His host had never met Justin/Justinus and had, it seemed, barely heard of him, so much delving arose related to the imperial character, and as Flavius described him he was aware that it sounded too good to be real. Yet the man was a good and successful soldier and so honest he had difficulty in telling a lie without blushing. He had been loyal to Anastasius when he was alive and revered his memory now, even if it was plain he had never agreed with the policy against Chalcedon.

‘You make him sound like a paragon, Flavius.’

‘If I do, then it is because I cannot do otherwise, which is what I expect you to tell Vitalian when he questions you as you have queried me.’

That got a wry smile. ‘Are you going to tell me what I should say?’

‘If I was it would be to this effect.
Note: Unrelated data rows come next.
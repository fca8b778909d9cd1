use bytes::{Buf, BufMut, BytesMut};
use tokio_util::codec::{Decoder, Encoder};
use crate::{block, Bitfield};
use super::PeerError;

// Sanity cap on a single frame. The largest legitimate frames are a block
// (9 + 16 KiB) and the bitfield of a very large torrent.
pub const MAX_FRAME_LEN: usize = 0x20000;

#[cfg_attr(test, derive(Clone))]
#[derive(Debug, PartialEq, Eq)]
pub enum Message {

    // The keep alive message advises peers not to close the connection,
    // even if they haven't received a message in some time.
    KeepAlive,

    // A choke message tells a peer that no further requests will be satisfied.
    Choke,

    // Conversely unchoke signifies that requests from the peer will be served.
    Unchoke,

    // Notifies a peer that the client is interested in making requests for blocks.
    Interested,

    // Notifies a peer the client is no longer interested in requesting blocks.
    NotInterested,

    // Tells a peer that the client has a piece, referenced by the piece index.
    Have { idx: u32 },

    // Short form method of communicating what pieces a client has, bit i of
    // byte i/8 at position 7 - (i mod 8). Usually sent straight after handshake.
    Bitfield(Bitfield),

    // Request for a block: piece index, offset within the piece, length.
    Request(block::BlockInfo),

    // A block of piece data, referencing piece index and block offset.
    Block(block::BlockData),

    // Cancels a previous request for a block.
    Cancel(block::BlockInfo),

    // Any message id outside the core set; consumed and ignored.
    Unknown { id: u8 },
}

pub struct MessageCodec;

impl Encoder<Message> for MessageCodec {

    type Error = PeerError;

    fn encode(&mut self, msg: Message, dst: &mut BytesMut) -> Result<(), Self::Error> {
        match msg {

            // [0, 0, 0, 0]
            Message::KeepAlive => dst.put_u32(0),

            // [0, 0, 0, 1, 0]
            Message::Choke => {
                dst.put_u32(1);
                dst.put_u8(0);
            },

            // [0, 0, 0, 1, 1]
            Message::Unchoke => {
                dst.put_u32(1);
                dst.put_u8(1);
            },

            // [0, 0, 0, 1, 2]
            Message::Interested => {
                dst.put_u32(1);
                dst.put_u8(2);
            },

            // [0, 0, 0, 1, 3]
            Message::NotInterested => {
                dst.put_u32(1);
                dst.put_u8(3);
            },

            // have: <len=0005><id=4><piece index>
            Message::Have { idx } => {
                dst.put_u32(5);
                dst.put_u8(4);
                dst.put_u32(idx);
            },

            // bitfield: <len=0001+X><id=5><bitfield>
            Message::Bitfield(bitfield) => {
                let bytes = bitfield.as_raw_slice();
                dst.put_u32(1 + bytes.len() as u32);
                dst.put_u8(5);
                dst.extend_from_slice(bytes);
            },

            // request: <len=0013><id=6><index><begin><length>
            Message::Request(block) => {
                dst.put_u32(13);
                dst.put_u8(6);
                dst.put_u32(block.piece_idx as u32);
                dst.put_u32(block.offset as u32);
                dst.put_u32(block.len as u32);
            },

            // piece: <len=0009+X><id=7><index><begin><block>
            Message::Block(block) => {
                dst.put_u32(9 + block.data.len() as u32);
                dst.put_u8(7);
                dst.put_u32(block.piece_idx as u32);
                dst.put_u32(block.offset as u32);
                dst.extend_from_slice(&block.data);
            },

            // cancel: <len=0013><id=8><index><begin><length>
            Message::Cancel(block) => {
                dst.put_u32(13);
                dst.put_u8(8);
                dst.put_u32(block.piece_idx as u32);
                dst.put_u32(block.offset as u32);
                dst.put_u32(block.len as u32);
            },

            // Unknown ids only occur on the inbound path.
            Message::Unknown { .. } => unreachable!("unknown messages are never sent"),
        }

        Ok(())
    }
}

impl Decoder for MessageCodec {

    type Item = Message;
    type Error = PeerError;

    fn decode(&mut self, src: &mut BytesMut) -> Result<Option<Self::Item>, Self::Error> {

        // Can't read message length.
        if src.remaining() < 4 { return Ok(None); }

        let mut peeker = std::io::Cursor::new(&src);
        let msg_len = peeker.get_u32() as usize;

        if msg_len > MAX_FRAME_LEN {
            return Err(PeerError::FrameTooLarge(msg_len));
        }

        if src.remaining() >= 4 + msg_len {
            src.advance(4);
            if msg_len == 0 { return Ok(Some(Message::KeepAlive)); }
        } else {
            // Haven't received all of message.
            return Ok(None);
        }

        let msg = match src.get_u8() {
            0 => Message::Choke,
            1 => Message::Unchoke,
            2 => Message::Interested,
            3 => Message::NotInterested,
            4 => {
                if msg_len != 5 { return Err(PeerError::InvalidMessage); }
                Message::Have { idx: src.get_u32() }
            },
            5 => {
                let mut bitfield = vec![0; msg_len - 1];
                src.copy_to_slice(&mut bitfield);
                Message::Bitfield(Bitfield::from_vec(bitfield))
            },
            6 => {
                if msg_len != 13 { return Err(PeerError::InvalidMessage); }
                let piece_idx = src.get_u32() as usize;
                let offset = src.get_u32() as usize;
                let len = src.get_u32() as usize;
                Message::Request(block::BlockInfo { piece_idx, offset, len })
            },
            7 => {
                if msg_len < 9 { return Err(PeerError::InvalidMessage); }
                let piece_idx = src.get_u32() as usize;
                let offset = src.get_u32() as usize;
                let mut data = vec![0; msg_len - 9];
                src.copy_to_slice(&mut data);
                Message::Block(block::BlockData { piece_idx, offset, data })
            },
            8 => {
                if msg_len != 13 { return Err(PeerError::InvalidMessage); }
                let piece_idx = src.get_u32() as usize;
                let offset = src.get_u32() as usize;
                let len = src.get_u32() as usize;
                Message::Cancel(block::BlockInfo { piece_idx, offset, len })
            },
            // Forward-compatible: consume the payload and let the session
            // ignore the message.
            id => {
                src.advance(msg_len - 1);
                Message::Unknown { id }
            },
        };

        Ok(Some(msg))
    }
}

impl std::fmt::Display for Message {
    fn fmt(&self, f: &mut std::fmt::Formatter<'_>) -> std::fmt::Result {
        match self {
            Message::KeepAlive => write!(f, "keep alive"),
            Message::Choke => write!(f, "choke"),
            Message::Unchoke => write!(f, "unchoke"),
            Message::Interested => write!(f, "interested"),
            Message::NotInterested => write!(f, "not interested"),
            Message::Have { idx } => write!(f, "have piece idx: {}", idx),
            Message::Bitfield(bf) => write!(f, "bitfield with {} pieces", bf.count_ones()),
            Message::Request(block) => write!(f, "request for block {{ piece idx: {}, offset: {}, length: {} }}",
                block.piece_idx,
                block.offset,
                block.len,
            ),
            Message::Block(block) => write!(f, "block data {{ piece idx: {}, offset: {}, length: {} }}",
                block.piece_idx,
                block.offset,
                block.data.len(),
            ),
            Message::Cancel(block) => write!(f, "cancel for block {{ piece idx: {}, offset: {}, length: {} }}",
                block.piece_idx,
                block.offset,
                block.len,
            ),
            Message::Unknown { id } => write!(f, "unknown message id {}", id),
        }
    }
}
The general who commands you has served with Justin before. If he remembers the man from then, you could not say better than that he is the very same now.’ With that he stood. ‘I must make a last visit to my men.’

‘Then I must accompany you. The
foederati
will have been at their brew and that makes them dangerous.’

The vague noise of singing, which had penetrated the walls of the tent, became louder as they made their way through the encampment and being wistful it could hardly be reckoned as threatening. Vigilius explained if the Gautoi began their recitals with mournful ballads of their homeland, it would later turn to raucous renditions to the deeds of heroes and death to their foes.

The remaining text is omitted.